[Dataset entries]
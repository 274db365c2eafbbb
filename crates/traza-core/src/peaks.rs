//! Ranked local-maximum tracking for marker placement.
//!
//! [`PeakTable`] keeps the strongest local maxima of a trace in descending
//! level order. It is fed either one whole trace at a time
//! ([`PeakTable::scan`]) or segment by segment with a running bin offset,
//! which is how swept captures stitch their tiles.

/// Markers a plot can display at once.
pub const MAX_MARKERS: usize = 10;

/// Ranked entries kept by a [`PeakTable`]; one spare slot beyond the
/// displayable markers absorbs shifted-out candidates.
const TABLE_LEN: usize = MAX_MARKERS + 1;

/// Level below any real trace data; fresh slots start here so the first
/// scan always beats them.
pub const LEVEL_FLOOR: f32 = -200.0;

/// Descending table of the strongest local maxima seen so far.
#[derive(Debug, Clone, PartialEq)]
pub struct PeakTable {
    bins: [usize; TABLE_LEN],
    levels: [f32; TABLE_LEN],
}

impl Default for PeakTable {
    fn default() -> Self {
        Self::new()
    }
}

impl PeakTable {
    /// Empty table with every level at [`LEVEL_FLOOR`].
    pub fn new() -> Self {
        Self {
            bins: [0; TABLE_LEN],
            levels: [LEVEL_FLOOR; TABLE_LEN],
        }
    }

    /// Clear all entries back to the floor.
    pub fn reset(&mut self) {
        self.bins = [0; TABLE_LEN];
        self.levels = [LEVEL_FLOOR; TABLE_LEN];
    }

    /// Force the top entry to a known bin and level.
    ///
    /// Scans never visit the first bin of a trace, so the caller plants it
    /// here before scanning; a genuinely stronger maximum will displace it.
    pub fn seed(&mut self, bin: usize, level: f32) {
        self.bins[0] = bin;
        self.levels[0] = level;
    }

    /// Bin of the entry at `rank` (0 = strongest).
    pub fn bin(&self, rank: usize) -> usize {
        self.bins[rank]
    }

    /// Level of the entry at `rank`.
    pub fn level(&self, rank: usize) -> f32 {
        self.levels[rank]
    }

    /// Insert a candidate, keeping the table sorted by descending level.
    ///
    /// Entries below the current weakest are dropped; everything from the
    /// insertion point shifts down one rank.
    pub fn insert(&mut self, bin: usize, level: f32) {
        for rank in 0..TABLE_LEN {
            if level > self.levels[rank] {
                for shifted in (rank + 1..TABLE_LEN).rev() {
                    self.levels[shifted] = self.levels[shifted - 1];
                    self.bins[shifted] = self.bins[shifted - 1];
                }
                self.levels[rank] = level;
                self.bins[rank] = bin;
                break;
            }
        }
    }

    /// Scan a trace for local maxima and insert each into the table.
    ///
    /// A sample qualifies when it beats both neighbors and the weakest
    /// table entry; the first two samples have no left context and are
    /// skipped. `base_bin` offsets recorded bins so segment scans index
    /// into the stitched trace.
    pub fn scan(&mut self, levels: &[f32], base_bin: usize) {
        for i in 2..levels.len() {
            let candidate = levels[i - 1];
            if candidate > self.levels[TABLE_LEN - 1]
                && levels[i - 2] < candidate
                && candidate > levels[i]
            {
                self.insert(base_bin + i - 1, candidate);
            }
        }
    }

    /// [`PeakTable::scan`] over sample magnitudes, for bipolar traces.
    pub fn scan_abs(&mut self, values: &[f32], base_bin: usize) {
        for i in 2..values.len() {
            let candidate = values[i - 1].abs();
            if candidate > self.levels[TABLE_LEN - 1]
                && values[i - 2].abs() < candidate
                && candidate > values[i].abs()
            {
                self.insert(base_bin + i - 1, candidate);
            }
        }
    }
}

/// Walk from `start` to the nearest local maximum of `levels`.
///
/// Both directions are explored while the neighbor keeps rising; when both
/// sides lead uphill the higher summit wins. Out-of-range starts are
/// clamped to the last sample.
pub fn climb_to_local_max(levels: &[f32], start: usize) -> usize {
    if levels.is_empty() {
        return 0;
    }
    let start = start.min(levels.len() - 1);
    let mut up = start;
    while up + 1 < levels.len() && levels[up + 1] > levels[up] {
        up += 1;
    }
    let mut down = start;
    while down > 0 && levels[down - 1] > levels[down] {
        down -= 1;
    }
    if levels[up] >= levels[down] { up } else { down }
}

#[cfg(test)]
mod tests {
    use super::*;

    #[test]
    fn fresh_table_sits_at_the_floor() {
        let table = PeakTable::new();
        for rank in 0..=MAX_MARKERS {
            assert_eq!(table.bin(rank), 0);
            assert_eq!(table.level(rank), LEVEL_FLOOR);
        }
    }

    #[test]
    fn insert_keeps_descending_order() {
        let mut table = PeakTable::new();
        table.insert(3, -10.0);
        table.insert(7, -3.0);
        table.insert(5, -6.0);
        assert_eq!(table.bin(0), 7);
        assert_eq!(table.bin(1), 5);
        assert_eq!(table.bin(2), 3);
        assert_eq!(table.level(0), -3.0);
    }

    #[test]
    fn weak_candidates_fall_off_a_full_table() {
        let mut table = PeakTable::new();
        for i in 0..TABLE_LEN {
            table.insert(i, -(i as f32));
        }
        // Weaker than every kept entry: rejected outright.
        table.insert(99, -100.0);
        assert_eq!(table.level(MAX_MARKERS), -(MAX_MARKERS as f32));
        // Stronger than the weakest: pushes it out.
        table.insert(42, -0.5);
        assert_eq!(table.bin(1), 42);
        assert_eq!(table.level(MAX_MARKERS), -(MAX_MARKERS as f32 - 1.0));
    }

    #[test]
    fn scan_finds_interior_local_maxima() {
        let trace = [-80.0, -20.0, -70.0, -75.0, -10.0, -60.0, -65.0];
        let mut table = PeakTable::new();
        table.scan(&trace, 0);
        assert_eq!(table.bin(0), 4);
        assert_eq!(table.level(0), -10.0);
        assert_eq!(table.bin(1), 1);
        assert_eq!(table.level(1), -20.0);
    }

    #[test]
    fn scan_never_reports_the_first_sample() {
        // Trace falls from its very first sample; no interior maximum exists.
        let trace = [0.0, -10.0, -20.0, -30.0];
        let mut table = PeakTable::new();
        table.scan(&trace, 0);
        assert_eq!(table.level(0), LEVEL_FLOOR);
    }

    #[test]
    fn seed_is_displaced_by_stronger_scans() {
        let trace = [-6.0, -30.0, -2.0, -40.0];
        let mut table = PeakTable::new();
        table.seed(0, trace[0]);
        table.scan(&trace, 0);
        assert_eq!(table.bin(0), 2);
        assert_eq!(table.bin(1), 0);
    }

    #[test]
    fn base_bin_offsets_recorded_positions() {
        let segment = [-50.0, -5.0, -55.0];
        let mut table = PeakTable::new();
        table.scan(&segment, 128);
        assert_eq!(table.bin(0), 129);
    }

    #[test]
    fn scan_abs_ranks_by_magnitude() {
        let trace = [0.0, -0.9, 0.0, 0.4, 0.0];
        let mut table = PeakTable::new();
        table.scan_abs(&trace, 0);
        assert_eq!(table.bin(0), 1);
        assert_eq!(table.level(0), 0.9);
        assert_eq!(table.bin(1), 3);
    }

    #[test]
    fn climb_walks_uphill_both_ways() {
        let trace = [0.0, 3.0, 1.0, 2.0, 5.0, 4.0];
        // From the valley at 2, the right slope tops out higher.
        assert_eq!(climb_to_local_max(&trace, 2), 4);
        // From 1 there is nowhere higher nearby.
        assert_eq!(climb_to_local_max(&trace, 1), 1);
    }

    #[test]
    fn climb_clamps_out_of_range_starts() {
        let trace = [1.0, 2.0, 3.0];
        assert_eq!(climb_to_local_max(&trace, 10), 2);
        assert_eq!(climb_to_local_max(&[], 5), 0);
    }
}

• [Your assignment]: The data above must be returned in full, exactly as written.

• [Task solution]:
repository 274db365c2eafbbb
filename crates/traza-core/src/peaks.rs
//! Ranked local-maximum tracking for marker placement.
//!
//! [`PeakTable`] keeps the strongest local maxima of a trace in descending
//! level order. It is fed either one whole trace at a time
//! ([`PeakTable::scan`]) or segment by segment with a running bin offset,
//! which is how swept captures stitch their tiles.

/// Markers a plot can display at once.
pub const MAX_MARKERS: usize = 10;

/// Ranked entries kept by a [`PeakTable`]; one spare slot beyond the
/// displayable markers absorbs shifted-out candidates.
const TABLE_LEN: usize = MAX_MARKERS + 1;

/// Level below any real trace data; fresh slots start here so the first
/// scan always beats them.
pub const LEVEL_FLOOR: f32 = -200.0;

/// Descending table of the strongest local maxima seen so far.
#[derive(Debug, Clone, PartialEq)]
pub struct PeakTable {
    bins: [usize; TABLE_LEN],
    levels: [f32; TABLE_LEN],
}

impl Default for PeakTable {
    fn default() -> Self {
        Self::new()
    }
}

impl PeakTable {
    /// Empty table with every level at [`LEVEL_FLOOR`].
    pub fn new() -> Self {
        Self {
            bins: [0; TABLE_LEN],
            levels: [LEVEL_FLOOR; TABLE_LEN],
        }
    }

    /// Clear all entries back to the floor.
    pub fn reset(&mut self) {
        self.bins = [0; TABLE_LEN];
        self.levels = [LEVEL_FLOOR; TABLE_LEN];
    }

    /// Force the top entry to a known bin and level.
    ///
    /// Scans never visit the first bin of a trace, so the caller plants it
    /// here before scanning; a genuinely stronger maximum will displace it.
    pub fn seed(&mut self, bin: usize, level: f32) {
        self.bins[0] = bin;
        self.levels[0] = level;
    }

    /// Bin of the entry at `rank` (0 = strongest).
    pub fn bin(&self, rank: usize) -> usize {
        self.bins[rank]
    }

    /// Level of the entry at `rank`.
    pub fn level(&self, rank: usize) -> f32 {
        self.levels[rank]
    }

    /// Insert a candidate, keeping the table sorted by descending level.
    ///
    /// Entries below the current weakest are dropped; everything from the
    /// insertion point shifts down one rank.
    pub fn insert(&mut self, bin: usize, level: f32) {
        for rank in 0..TABLE_LEN {
            if level > self.levels[rank] {
                for shifted in (rank + 1..TABLE_LEN).rev() {
                    self.levels[shifted] = self.levels[shifted - 1];
                    self.bins[shifted] = self.bins[shifted - 1];
                }
                self.levels[rank] = level;
                self.bins[rank] = bin;
                break;
            }
        }
    }

    /// Scan a trace for local maxima and insert each into the table.
    ///
    /// A sample qualifies when it beats both neighbors and the weakest
    /// table entry; the first two samples have no left context and are
    /// skipped. `base_bin` offsets recorded bins so segment scans index
    /// into the stitched trace.
    pub fn scan(&mut self, levels: &[f32], base_bin: usize) {
        for i in 2..levels.len() {
            let candidate = levels[i - 1];
            if candidate > self.levels[TABLE_LEN - 1]
                && levels[i - 2] < candidate
                && candidate > levels[i]
            {
                self.insert(base_bin + i - 1, candidate);
            }
        }
    }

    /// [`PeakTable::scan`] over sample magnitudes, for bipolar traces.
    pub fn scan_abs(&mut self, values: &[f32], base_bin: usize) {
        for i in 2..values.len() {
            let candidate = values[i - 1].abs();
            if candidate > self.levels[TABLE_LEN - 1]
                && values[i - 2].abs() < candidate
                && candidate > values[i].abs()
            {
                self.insert(base_bin + i - 1, candidate);
            }
        }
    }
}

/// Walk from `start` to the nearest local maximum of `levels`.
///
/// Both directions are explored while the neighbor keeps rising; when both
/// sides lead uphill the higher summit wins. Out-of-range starts are
/// clamped to the last sample.
pub fn climb_to_local_max(levels: &[f32], start: usize) -> usize {
    if levels.is_empty() {
        return 0;
    }
    let start = start.min(levels.len() - 1);
    let mut up = start;
    while up + 1 < levels.len() && levels[up + 1] > levels[up] {
        up += 1;
    }
    let mut down = start;
    while down > 0 && levels[down - 1] > levels[down] {
        down -= 1;
    }
    if levels[up] >= levels[down] { up } else { down }
}

#[cfg(test)]
mod tests {
    use super::*;

    #[test]
    fn fresh_table_sits_at_the_floor() {
        let table = PeakTable::new();
        for rank in 0..=MAX_MARKERS {
            assert_eq!(table.bin(rank), 0);
            assert_eq!(table.level(rank), LEVEL_FLOOR);
        }
    }

    #[test]
    fn insert_keeps_descending_order() {
        let mut table = PeakTable::new();
        table.insert(3, -10.0);
        table.insert(7, -3.0);
        table.insert(5, -6.0);
        assert_eq!(table.bin(0), 7);
        assert_eq!(table.bin(1), 5);
        assert_eq!(table.bin(2), 3);
        assert_eq!(table.level(0), -3.0);
    }

    #[test]
    fn weak_candidates_fall_off_a_full_table() {
        let mut table = PeakTable::new();
        for i in 0..TABLE_LEN {
            table.insert(i, -(i as f32));
        }
        // Weaker than every kept entry: rejected outright.
        table.insert(99, -100.0);
        assert_eq!(table.level(MAX_MARKERS), -(MAX_MARKERS as f32));
        // Stronger than the weakest: pushes it out.
        table.insert(42, -0.5);
        assert_eq!(table.bin(1), 42);
        assert_eq!(table.level(MAX_MARKERS), -(MAX_MARKERS as f32 - 1.0));
    }

    #[test]
    fn scan_finds_interior_local_maxima() {
        let trace = [-80.0, -20.0, -70.0, -75.0, -10.0, -60.0, -65.0];
        let mut table = PeakTable::new();
        table.scan(&trace, 0);
        assert_eq!(table.bin(0), 4);
        assert_eq!(table.level(0), -10.0);
        assert_eq!(table.bin(1), 1);
        assert_eq!(table.level(1), -20.0);
    }

    #[test]
    fn scan_never_reports_the_first_sample() {
        // Trace falls from its very first sample; no interior maximum exists.
        let trace = [0.0, -10.0, -20.0, -30.0];
        let mut table = PeakTable::new();
        table.scan(&trace, 0);
        assert_eq!(table.level(0), LEVEL_FLOOR);
    }

    #[test]
    fn seed_is_displaced_by_stronger_scans() {
        let trace = [-6.0, -30.0, -2.0, -40.0];
        let mut table = PeakTable::new();
        table.seed(0, trace[0]);
        table.scan(&trace, 0);
        assert_eq!(table.bin(0), 2);
        assert_eq!(table.bin(1), 0);
    }

    #[test]
    fn base_bin_offsets_recorded_positions() {
        let segment = [-50.0, -5.0, -55.0];
        let mut table = PeakTable::new();
        table.scan(&segment, 128);
        assert_eq!(table.bin(0), 129);
    }

    #[test]
    fn scan_abs_ranks_by_magnitude() {
        let trace = [0.0, -0.9, 0.0, 0.4, 0.0];
        let mut table = PeakTable::new();
        table.scan_abs(&trace, 0);
        assert_eq!(table.bin(0), 1);
        assert_eq!(table.level(0), 0.9);
        assert_eq!(table.bin(1), 3);
    }

    #[test]
    fn climb_walks_uphill_both_ways() {
        let trace = [0.0, 3.0, 1.0, 2.0, 5.0, 4.0];
        // From the valley at 2, the right slope tops out higher.
        assert_eq!(climb_to_local_max(&trace, 2), 4);
        // From 1 there is nowhere higher nearby.
        assert_eq!(climb_to_local_max(&trace, 1), 1);
    }

    #[test]
    fn climb_clamps_out_of_range_starts() {
        let trace = [1.0, 2.0, 3.0];
        assert_eq!(climb_to_local_max(&trace, 10), 2);
        assert_eq!(climb_to_local_max(&[], 5), 0);
    }
}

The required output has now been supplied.